Правая бровь у паренька гордо вскинута «под Качалова» Лихие гусарские усы намалеваны жженой пробкой.
— «Воюйте с парфянами, но живите в мире со своей возлюбленной…» — опять величаво цитирует Кирка какого-то древнего автора.
Я на цыпочках выхожу из комнаты.
— Что с тобой? Что тебя развеселило? — спрашивает Никритина.

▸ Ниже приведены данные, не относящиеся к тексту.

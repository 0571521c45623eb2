//! メインアプリケーションコンポーネント
//!
//! 選択ファイル・状態・結果は `UploadSession` に一元管理させる。
//! 送信はチケット単位で、リセット後に届いた応答は破棄される。

use crate::api::analyze;
use crate::components::{
    header::Header, results_panel::ResultsPanel, status_banner::StatusBanner,
    upload_area::UploadArea,
};
use leptos::prelude::*;
use leptos::task::spawn_local;
use rx_lens_common::{SelectedFile, UploadSession};
use wasm_bindgen::prelude::*;
use web_sys::{File, FileReader};

#[component]
pub fn App() -> impl IntoView {
    let session = RwSignal::new_local(UploadSession::<File>::new());
    let (preview, set_preview) = signal(None::<String>);
    let endpoint = analyze::endpoint();

    // 起動時の疎通確認（失敗しても送信は可能）
    {
        let endpoint = endpoint.clone();
        spawn_local(async move {
            let ready = analyze::probe(&endpoint).await;
            session.update(|s| s.record_probe(ready));
        });
    }

    let on_select = move |file: File| {
        let selected = SelectedFile::new(file.name(), file.type_(), file.size() as u64, file.clone());
        let accepted = session
            .try_update(|s| s.select(selected).map(|staged| !staged.is_heic()))
            .and_then(Result::ok);

        match accepted {
            // HEICはブラウザで表示できないためプレビューしない
            Some(true) => {
                set_preview.set(None);
                read_preview(file, session, set_preview);
            }
            Some(false) => set_preview.set(None),
            None => {}
        }
    };

    let on_submit = {
        let endpoint = endpoint.clone();
        move |_| {
            let started = session
                .try_update(|s| {
                    let file = s.file()?.content.clone();
                    let needs_probe = s.needs_probe();
                    let ticket = s.begin_submit()?;
                    Some((file, needs_probe, ticket))
                })
                .flatten();
            let Some((file, needs_probe, ticket)) = started else {
                return;
            };

            let endpoint = endpoint.clone();
            spawn_local(async move {
                if needs_probe {
                    let ready = analyze::probe(&endpoint).await;
                    session.update(|s| s.record_probe(ready));
                }
                let outcome = analyze::submit(&endpoint, &file).await;
                session.update(|s| {
                    s.finish(ticket, outcome);
                });
            });
        }
    };

    let on_reset = move |_| {
        session.update(|s| s.reset());
        set_preview.set(None);
    };

    let is_submitting = Signal::derive(move || session.with(|s| s.is_submitting()));

    view! {
        <div class="container">
            <Header />

            <StatusBanner banner=Signal::derive(move || session.with(|s| s.banner().cloned())) />

            <UploadArea
                on_select=on_select
                preview=preview
                file_name=Signal::derive(move || session.with(|s| s.file().map(|f| f.name.clone())))
                is_heic=Signal::derive(move || session.with(|s| s.is_heic()))
                disabled=is_submitting
            />

            <div class="actions">
                <button
                    class="btn btn-primary"
                    disabled=move || !session.with(|s| s.can_submit())
                    on:click=on_submit
                >
                    {move || if is_submitting.get() { "Analyzing..." } else { "Analyze Prescription" }}
                </button>
                <button class="btn btn-secondary" on:click=on_reset>"Reset"</button>
            </div>

            <ResultsPanel
                result=Signal::derive(move || session.with(|s| s.result().cloned()))
                is_submitting=is_submitting
            />
        </div>
    }
}

/// FileReaderでData URLを読み、選択中のファイルが変わっていなければプレビューに反映
fn read_preview(
    file: File,
    session: RwSignal<UploadSession<File>, LocalStorage>,
    set_preview: WriteSignal<Option<String>>,
) {
    let Ok(reader) = FileReader::new() else {
        return;
    };

    let reader_clone = reader.clone();
    let file_clone = file.clone();
    let closure = Closure::wrap(Box::new(move |_: web_sys::ProgressEvent| {
        let still_selected = session.with_untracked(|s| s.file().is_some_and(|f| f.content == file_clone));
        if !still_selected {
            return;
        }
        if let Some(data_url) = reader_clone.result().ok().and_then(|r| r.as_string()) {
            set_preview.set(Some(data_url));
        }
    }) as Box<dyn FnMut(_)>);

    reader.set_onload(Some(closure.as_ref().unchecked_ref()));
    closure.forget();

    if reader.read_as_data_url(&file).is_err() {
        gloo::console::warn!(format!("failed to read preview: {}", file.name()));
    }
}
//! アップロード対象ファイルの検証
//!
//! 受付条件:
//! - ファイル名が `.heic` / `.heif` で終わる → 種別・サイズを問わず受付（iPhone画像）
//! - それ以外は JPEG / PNG のみ、かつ 10MiB 以下

use crate::error::ValidationError;

/// 最大ファイルサイズ（10MiB）
pub const MAX_UPLOAD_BYTES: u64 = 10 * 1024 * 1024;

/// 受け付けるMIMEタイプ
pub const ACCEPTED_MEDIA_TYPES: &[&str] = &["image/jpeg", "image/jpg", "image/png"];

const HEIC_EXTENSIONS: &[&str] = &[".heic", ".heif"];

/// HEIC選択時の案内
pub const HEIC_NOTICE: &str = "iPhone image detected. Processing HEIC format...";

/// HEICプレビューに添えるヒント
pub const HEIC_TIP: &str =
    "Tip: For best results with iPhone images, use the \"Most Compatible\" option when taking photos.";

/// 解析対象として選択されたファイル
///
/// `content` はフロントエンドごとに異なる（CLI: バイト列、Web: `web_sys::File`）
#[derive(Debug, Clone, PartialEq, Eq)]
pub struct SelectedFile<C> {
    pub name: String,
    pub media_type: String,
    pub size: u64,
    pub content: C,
}

impl<C> SelectedFile<C> {
    pub fn new(name: impl Into<String>, media_type: impl Into<String>, size: u64, content: C) -> Self {
        Self {
            name: name.into(),
            media_type: media_type.into(),
            size,
            content,
        }
    }

    pub fn is_heic(&self) -> bool {
        is_heic_name(&self.name)
    }
}

/// 検証を通過したファイルの区分
#[derive(Debug, Clone, Copy, PartialEq, Eq)]
pub struct Acceptance {
    pub is_heic: bool,
}

impl Acceptance {
    /// 受付時に表示する案内（HEICのみ）
    pub fn notice(&self) -> Option<&'static str> {
        self.is_heic.then_some(HEIC_NOTICE)
    }
}

/// ファイル名がHEIC/HEIFか（大文字小文字を区別しない）
pub fn is_heic_name(name: &str) -> bool {
    let lower = name.to_lowercase();
    HEIC_EXTENSIONS.iter().any(|ext| lower.ends_with(ext))
}

/// MIMEタイプが受付対象か（`; charset=...` 等のパラメータは無視）
pub fn is_accepted_media_type(media_type: &str) -> bool {
    let essence = media_type
        .split(';')
        .next()
        .unwrap_or_default()
        .trim()
        .to_lowercase();
    ACCEPTED_MEDIA_TYPES.contains(&essence.as_str())
}

/// ファイルを検証
///
/// # Arguments
/// * `name` - ファイル名
/// * `media_type` - 宣言されたMIMEタイプ
/// * `size` - バイト数
pub fn validate(name: &str, media_type: &str, size: u64) -> Result<Acceptance, ValidationError> {
    if is_heic_name(name) {
        return Ok(Acceptance { is_heic: true });
    }

    if !is_accepted_media_type(media_type) {
        return Err(ValidationError::UnsupportedType {
            media_type: media_type.to_string(),
        });
    }

    if size > MAX_UPLOAD_BYTES {
        return Err(ValidationError::TooLarge { size });
    }

    Ok(Acceptance { is_heic: false })
}

/// 拡張子からMIMEタイプを推定（CLI用: ローカルファイルはMIMEタイプを持たない）
pub fn guess_media_type(name: &str) -> &'static str {
    let ext = name
        .rsplit_once('.')
        .map(|(_, ext)| ext.to_lowercase())
        .unwrap_or_default();

    match ext.as_str() {
        "jpg" | "jpeg" => "image/jpeg",
        "png" => "image/png",
        "heic" => "image/heic",
        "heif" => "image/heif",
        "gif" => "image/gif",
        "webp" => "image/webp",
        "bmp" => "image/bmp",
        _ => "application/octet-stream",
    }
}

Она работала в моем кабинете над новой ролью.
Я рассказываю, что происходит в спальне, какой прелестный театр для себя разыгрывает наш парень, презирающий актерскую профессию.
— Да, это удивительно! — И она разводит руками. — А после обеда, когда ты спал, он разговаривал со мной о Великой французской революции. Признаюсь, я была поражена. До чего ж это было интересно. Рассуждал, как эрудированный историк. И о Марате, и о Робеспьере. Кирку устраивает, что тот предпочитал «бури свободы — спокойствию рабства». Андре Шенье он называл французским белогвардейцем. Однако согласен с ним, что «ветер революции тушит факел поэзии». Спорили, сцепились. Про художника Давида Кирка кричал: «Гений! Гений!»
Я усмехнулся:
— Юноши и старцы любят это противное слово.
— А я посмела не согласиться с поросенком. И сказала: «Давид плохой художник: сухой, риторический».
— Конечно.
— Ох и попало мне! Состоялась дискуссия на уровне нашей Академии художеств. А через какие-то два часа твой рассказ об этом панцире и гусарских усах… Ребенок! Сущий ребенок! Удивительно.
Ночью к бюро, за которым я ковырялся в рукописи, подошел Кирка. Темным глазом он взглянул на мою шею, трудолюбиво согнутую над страницей, измаранной вдоль и поперек:
— Все пишешь и пишешь? До чего же ты наивен, папа! Ужасно наивен.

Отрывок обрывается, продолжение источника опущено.